[Collected data entries]

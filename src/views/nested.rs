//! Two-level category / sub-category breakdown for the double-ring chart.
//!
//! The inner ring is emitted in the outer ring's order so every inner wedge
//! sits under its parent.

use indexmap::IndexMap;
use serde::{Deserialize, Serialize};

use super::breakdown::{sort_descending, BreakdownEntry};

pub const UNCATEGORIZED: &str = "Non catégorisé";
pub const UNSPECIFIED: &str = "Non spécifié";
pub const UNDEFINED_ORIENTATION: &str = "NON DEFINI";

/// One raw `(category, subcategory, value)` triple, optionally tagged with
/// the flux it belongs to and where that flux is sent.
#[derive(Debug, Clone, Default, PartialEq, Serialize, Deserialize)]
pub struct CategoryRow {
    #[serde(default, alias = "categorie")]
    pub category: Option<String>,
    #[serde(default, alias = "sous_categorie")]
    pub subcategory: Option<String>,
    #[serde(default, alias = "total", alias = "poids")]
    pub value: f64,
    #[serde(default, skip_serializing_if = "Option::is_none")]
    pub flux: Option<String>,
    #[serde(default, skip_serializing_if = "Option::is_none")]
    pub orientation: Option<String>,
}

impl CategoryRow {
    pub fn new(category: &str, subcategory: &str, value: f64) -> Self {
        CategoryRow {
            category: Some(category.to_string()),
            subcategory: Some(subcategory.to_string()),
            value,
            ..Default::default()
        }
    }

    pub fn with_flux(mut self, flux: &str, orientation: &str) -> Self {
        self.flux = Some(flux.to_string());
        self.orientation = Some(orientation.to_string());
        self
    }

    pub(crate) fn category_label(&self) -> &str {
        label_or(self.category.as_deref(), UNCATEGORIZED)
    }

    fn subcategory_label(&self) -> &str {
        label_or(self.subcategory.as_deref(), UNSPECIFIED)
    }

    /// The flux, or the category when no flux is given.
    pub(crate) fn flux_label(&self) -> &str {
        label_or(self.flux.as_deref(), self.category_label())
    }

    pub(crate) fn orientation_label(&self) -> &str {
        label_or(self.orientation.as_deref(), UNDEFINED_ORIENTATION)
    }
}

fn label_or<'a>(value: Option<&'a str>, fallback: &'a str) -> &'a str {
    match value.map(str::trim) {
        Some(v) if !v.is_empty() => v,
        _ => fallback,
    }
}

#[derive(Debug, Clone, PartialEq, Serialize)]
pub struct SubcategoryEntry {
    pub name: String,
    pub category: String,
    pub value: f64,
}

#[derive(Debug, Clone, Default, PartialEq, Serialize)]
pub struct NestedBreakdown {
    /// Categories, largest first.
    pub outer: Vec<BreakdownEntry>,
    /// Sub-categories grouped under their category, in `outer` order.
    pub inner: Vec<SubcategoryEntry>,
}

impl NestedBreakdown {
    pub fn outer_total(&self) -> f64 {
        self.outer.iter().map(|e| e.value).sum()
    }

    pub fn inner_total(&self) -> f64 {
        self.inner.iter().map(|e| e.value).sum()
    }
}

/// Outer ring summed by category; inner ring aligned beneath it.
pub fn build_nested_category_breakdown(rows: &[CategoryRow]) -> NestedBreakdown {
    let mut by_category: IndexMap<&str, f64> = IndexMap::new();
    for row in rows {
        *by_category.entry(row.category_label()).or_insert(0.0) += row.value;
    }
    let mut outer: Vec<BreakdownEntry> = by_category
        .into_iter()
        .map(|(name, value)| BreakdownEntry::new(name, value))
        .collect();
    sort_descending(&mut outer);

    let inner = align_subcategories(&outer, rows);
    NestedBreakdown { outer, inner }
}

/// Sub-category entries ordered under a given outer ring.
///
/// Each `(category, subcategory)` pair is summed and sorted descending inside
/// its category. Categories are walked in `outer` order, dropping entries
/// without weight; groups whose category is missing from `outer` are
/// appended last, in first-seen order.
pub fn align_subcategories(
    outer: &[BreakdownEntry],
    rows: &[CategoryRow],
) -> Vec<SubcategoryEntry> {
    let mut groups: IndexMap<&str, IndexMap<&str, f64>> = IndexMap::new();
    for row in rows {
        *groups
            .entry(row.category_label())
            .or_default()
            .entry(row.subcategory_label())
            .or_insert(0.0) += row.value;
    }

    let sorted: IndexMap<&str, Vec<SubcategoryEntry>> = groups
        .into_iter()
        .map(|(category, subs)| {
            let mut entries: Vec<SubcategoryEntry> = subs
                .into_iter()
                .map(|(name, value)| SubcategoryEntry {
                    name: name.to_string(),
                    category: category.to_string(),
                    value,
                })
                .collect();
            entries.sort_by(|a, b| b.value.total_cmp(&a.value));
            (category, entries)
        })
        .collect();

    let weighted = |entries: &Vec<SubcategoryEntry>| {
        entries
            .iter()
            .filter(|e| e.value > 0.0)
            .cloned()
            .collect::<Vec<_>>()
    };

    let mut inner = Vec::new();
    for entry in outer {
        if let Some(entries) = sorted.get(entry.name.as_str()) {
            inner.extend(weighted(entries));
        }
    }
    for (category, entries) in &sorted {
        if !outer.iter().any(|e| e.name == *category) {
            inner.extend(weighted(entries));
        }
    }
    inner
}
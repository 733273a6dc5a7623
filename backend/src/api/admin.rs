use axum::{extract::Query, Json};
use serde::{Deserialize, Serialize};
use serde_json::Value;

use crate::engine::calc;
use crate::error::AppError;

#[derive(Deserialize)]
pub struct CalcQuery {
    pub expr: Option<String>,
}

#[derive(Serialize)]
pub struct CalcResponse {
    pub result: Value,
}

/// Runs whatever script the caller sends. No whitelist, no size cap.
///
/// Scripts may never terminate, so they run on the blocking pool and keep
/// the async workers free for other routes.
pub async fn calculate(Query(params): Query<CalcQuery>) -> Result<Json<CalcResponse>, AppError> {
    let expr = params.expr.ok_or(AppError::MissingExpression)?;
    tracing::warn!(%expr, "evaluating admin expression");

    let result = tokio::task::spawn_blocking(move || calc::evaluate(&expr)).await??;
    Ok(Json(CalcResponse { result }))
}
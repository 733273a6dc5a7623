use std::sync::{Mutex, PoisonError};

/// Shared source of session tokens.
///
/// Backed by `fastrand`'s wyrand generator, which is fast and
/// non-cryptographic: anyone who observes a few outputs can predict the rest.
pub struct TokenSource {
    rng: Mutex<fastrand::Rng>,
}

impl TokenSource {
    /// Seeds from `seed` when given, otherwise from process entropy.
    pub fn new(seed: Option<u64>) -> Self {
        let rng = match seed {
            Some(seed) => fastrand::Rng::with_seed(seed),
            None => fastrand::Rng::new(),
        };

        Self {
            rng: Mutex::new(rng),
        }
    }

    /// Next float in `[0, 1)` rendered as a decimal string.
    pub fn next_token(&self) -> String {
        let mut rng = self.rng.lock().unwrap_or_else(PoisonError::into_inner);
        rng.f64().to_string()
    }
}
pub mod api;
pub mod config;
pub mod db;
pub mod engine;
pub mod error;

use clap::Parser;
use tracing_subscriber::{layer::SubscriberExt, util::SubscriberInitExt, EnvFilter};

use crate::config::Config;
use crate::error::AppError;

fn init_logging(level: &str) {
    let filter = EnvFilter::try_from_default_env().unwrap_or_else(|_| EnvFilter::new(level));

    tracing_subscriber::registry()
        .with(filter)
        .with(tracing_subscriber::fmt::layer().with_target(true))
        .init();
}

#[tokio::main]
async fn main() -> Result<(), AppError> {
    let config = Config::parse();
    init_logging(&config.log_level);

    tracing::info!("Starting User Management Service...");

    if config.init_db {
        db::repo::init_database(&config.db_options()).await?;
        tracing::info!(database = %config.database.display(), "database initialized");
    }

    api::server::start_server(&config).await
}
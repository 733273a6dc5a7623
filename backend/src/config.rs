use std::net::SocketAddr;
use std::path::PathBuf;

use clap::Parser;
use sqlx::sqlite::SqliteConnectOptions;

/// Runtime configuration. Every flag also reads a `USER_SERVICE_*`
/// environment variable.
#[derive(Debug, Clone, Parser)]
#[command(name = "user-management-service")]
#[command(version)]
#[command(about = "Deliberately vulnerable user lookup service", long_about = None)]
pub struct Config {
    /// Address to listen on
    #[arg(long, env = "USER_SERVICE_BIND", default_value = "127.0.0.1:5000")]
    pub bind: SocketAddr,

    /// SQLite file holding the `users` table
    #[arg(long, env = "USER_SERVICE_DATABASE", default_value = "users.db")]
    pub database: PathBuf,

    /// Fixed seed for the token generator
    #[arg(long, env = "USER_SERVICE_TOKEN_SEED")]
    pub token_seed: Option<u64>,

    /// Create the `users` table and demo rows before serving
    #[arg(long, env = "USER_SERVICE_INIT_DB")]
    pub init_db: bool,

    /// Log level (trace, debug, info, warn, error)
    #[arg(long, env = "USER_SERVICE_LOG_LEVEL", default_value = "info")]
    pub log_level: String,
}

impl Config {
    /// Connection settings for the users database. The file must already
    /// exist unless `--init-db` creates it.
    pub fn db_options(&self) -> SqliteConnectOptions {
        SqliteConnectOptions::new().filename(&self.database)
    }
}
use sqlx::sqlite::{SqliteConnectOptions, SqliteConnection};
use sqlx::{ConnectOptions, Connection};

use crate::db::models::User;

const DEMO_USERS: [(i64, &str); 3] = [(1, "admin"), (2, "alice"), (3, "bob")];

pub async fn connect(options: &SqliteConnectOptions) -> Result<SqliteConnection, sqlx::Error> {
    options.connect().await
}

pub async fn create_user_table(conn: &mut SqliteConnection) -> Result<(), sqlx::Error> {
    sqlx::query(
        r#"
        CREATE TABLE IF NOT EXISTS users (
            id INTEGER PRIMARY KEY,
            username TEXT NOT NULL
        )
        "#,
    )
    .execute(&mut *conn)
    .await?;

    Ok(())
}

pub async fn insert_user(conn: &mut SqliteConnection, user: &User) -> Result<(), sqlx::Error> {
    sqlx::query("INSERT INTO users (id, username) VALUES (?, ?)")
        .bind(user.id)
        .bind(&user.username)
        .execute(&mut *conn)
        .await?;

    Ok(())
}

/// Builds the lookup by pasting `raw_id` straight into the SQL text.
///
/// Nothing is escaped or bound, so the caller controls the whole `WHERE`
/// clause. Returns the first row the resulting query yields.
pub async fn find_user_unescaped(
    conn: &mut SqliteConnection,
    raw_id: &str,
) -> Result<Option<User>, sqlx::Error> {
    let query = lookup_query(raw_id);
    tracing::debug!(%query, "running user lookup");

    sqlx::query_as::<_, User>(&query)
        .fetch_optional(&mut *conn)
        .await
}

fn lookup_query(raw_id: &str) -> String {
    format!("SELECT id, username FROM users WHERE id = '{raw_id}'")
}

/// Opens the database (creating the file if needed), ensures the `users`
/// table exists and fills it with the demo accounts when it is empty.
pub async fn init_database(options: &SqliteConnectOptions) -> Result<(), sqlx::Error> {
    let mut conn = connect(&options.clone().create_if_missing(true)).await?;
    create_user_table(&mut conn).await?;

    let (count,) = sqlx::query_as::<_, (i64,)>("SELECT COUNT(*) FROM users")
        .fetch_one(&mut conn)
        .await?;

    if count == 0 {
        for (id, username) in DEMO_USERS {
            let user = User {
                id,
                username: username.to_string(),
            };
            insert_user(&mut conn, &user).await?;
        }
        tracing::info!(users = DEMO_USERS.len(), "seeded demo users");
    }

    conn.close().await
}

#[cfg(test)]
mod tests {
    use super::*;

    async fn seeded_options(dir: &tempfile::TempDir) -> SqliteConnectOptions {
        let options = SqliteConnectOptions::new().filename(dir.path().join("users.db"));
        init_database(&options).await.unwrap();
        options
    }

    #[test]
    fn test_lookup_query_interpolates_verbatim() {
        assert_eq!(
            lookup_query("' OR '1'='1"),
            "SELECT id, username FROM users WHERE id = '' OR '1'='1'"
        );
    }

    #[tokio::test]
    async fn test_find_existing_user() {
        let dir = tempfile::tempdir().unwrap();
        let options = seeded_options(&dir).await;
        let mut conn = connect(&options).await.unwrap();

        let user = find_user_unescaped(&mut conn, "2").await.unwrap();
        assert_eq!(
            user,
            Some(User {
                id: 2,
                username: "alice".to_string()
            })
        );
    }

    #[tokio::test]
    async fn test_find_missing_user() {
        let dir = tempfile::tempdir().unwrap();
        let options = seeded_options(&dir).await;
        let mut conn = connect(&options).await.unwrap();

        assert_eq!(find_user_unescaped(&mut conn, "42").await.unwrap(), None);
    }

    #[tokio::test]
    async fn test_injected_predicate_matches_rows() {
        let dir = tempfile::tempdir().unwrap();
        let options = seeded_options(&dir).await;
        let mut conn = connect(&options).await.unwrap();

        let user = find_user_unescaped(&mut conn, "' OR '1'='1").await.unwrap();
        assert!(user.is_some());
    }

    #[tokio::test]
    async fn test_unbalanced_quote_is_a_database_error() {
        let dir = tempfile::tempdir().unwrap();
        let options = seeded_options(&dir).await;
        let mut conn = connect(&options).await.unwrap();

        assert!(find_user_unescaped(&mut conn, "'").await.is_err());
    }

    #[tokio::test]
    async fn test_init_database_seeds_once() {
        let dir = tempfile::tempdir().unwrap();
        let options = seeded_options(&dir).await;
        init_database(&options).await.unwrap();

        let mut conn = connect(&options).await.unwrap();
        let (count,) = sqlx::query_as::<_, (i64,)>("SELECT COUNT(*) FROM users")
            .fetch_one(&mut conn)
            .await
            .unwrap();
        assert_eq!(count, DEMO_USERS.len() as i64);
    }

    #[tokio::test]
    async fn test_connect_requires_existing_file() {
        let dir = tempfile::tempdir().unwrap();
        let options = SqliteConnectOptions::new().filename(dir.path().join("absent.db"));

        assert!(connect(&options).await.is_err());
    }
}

* _WHAT YOU SHOULD DO_:
Could you return exactly the stretch of the data above that starts at the line with "pub struct Config" and ends at the line with "let query = lookup_query(raw_id);", both lines included?

* _OUTPUT OF THE TASK_:
pub struct Config {
    /// Address to listen on
    #[arg(long, env = "USER_SERVICE_BIND", default_value = "127.0.0.1:5000")]
    pub bind: SocketAddr,

    /// SQLite file holding the `users` table
    #[arg(long, env = "USER_SERVICE_DATABASE", default_value = "users.db")]
    pub database: PathBuf,

    /// Fixed seed for the token generator
    #[arg(long, env = "USER_SERVICE_TOKEN_SEED")]
    pub token_seed: Option<u64>,

    /// Create the `users` table and demo rows before serving
    #[arg(long, env = "USER_SERVICE_INIT_DB")]
    pub init_db: bool,

    /// Log level (trace, debug, info, warn, error)
    #[arg(long, env = "USER_SERVICE_LOG_LEVEL", default_value = "info")]
    pub log_level: String,
}

impl Config {
    /// Connection settings for the users database. The file must already
    /// exist unless `--init-db` creates it.
    pub fn db_options(&self) -> SqliteConnectOptions {
        SqliteConnectOptions::new().filename(&self.database)
    }
}
use sqlx::sqlite::{SqliteConnectOptions, SqliteConnection};
use sqlx::{ConnectOptions, Connection};

use crate::db::models::User;

const DEMO_USERS: [(i64, &str); 3] = [(1, "admin"), (2, "alice"), (3, "bob")];

pub async fn connect(options: &SqliteConnectOptions) -> Result<SqliteConnection, sqlx::Error> {
    options.connect().await
}

pub async fn create_user_table(conn: &mut SqliteConnection) -> Result<(), sqlx::Error> {
    sqlx::query(
        r#"
        CREATE TABLE IF NOT EXISTS users (
            id INTEGER PRIMARY KEY,
            username TEXT NOT NULL
        )
        "#,
    )
    .execute(&mut *conn)
    .await?;

    Ok(())
}

pub async fn insert_user(conn: &mut SqliteConnection, user: &User) -> Result<(), sqlx::Error> {
    sqlx::query("INSERT INTO users (id, username) VALUES (?, ?)")
        .bind(user.id)
        .bind(&user.username)
        .execute(&mut *conn)
        .await?;

    Ok(())
}

/// Builds the lookup by pasting `raw_id` straight into the SQL text.
///
/// Nothing is escaped or bound, so the caller controls the whole `WHERE`
/// clause. Returns the first row the resulting query yields.
pub async fn find_user_unescaped(
    conn: &mut SqliteConnection,
    raw_id: &str,
) -> Result<Option<User>, sqlx::Error> {
    let query = lookup_query(raw_id);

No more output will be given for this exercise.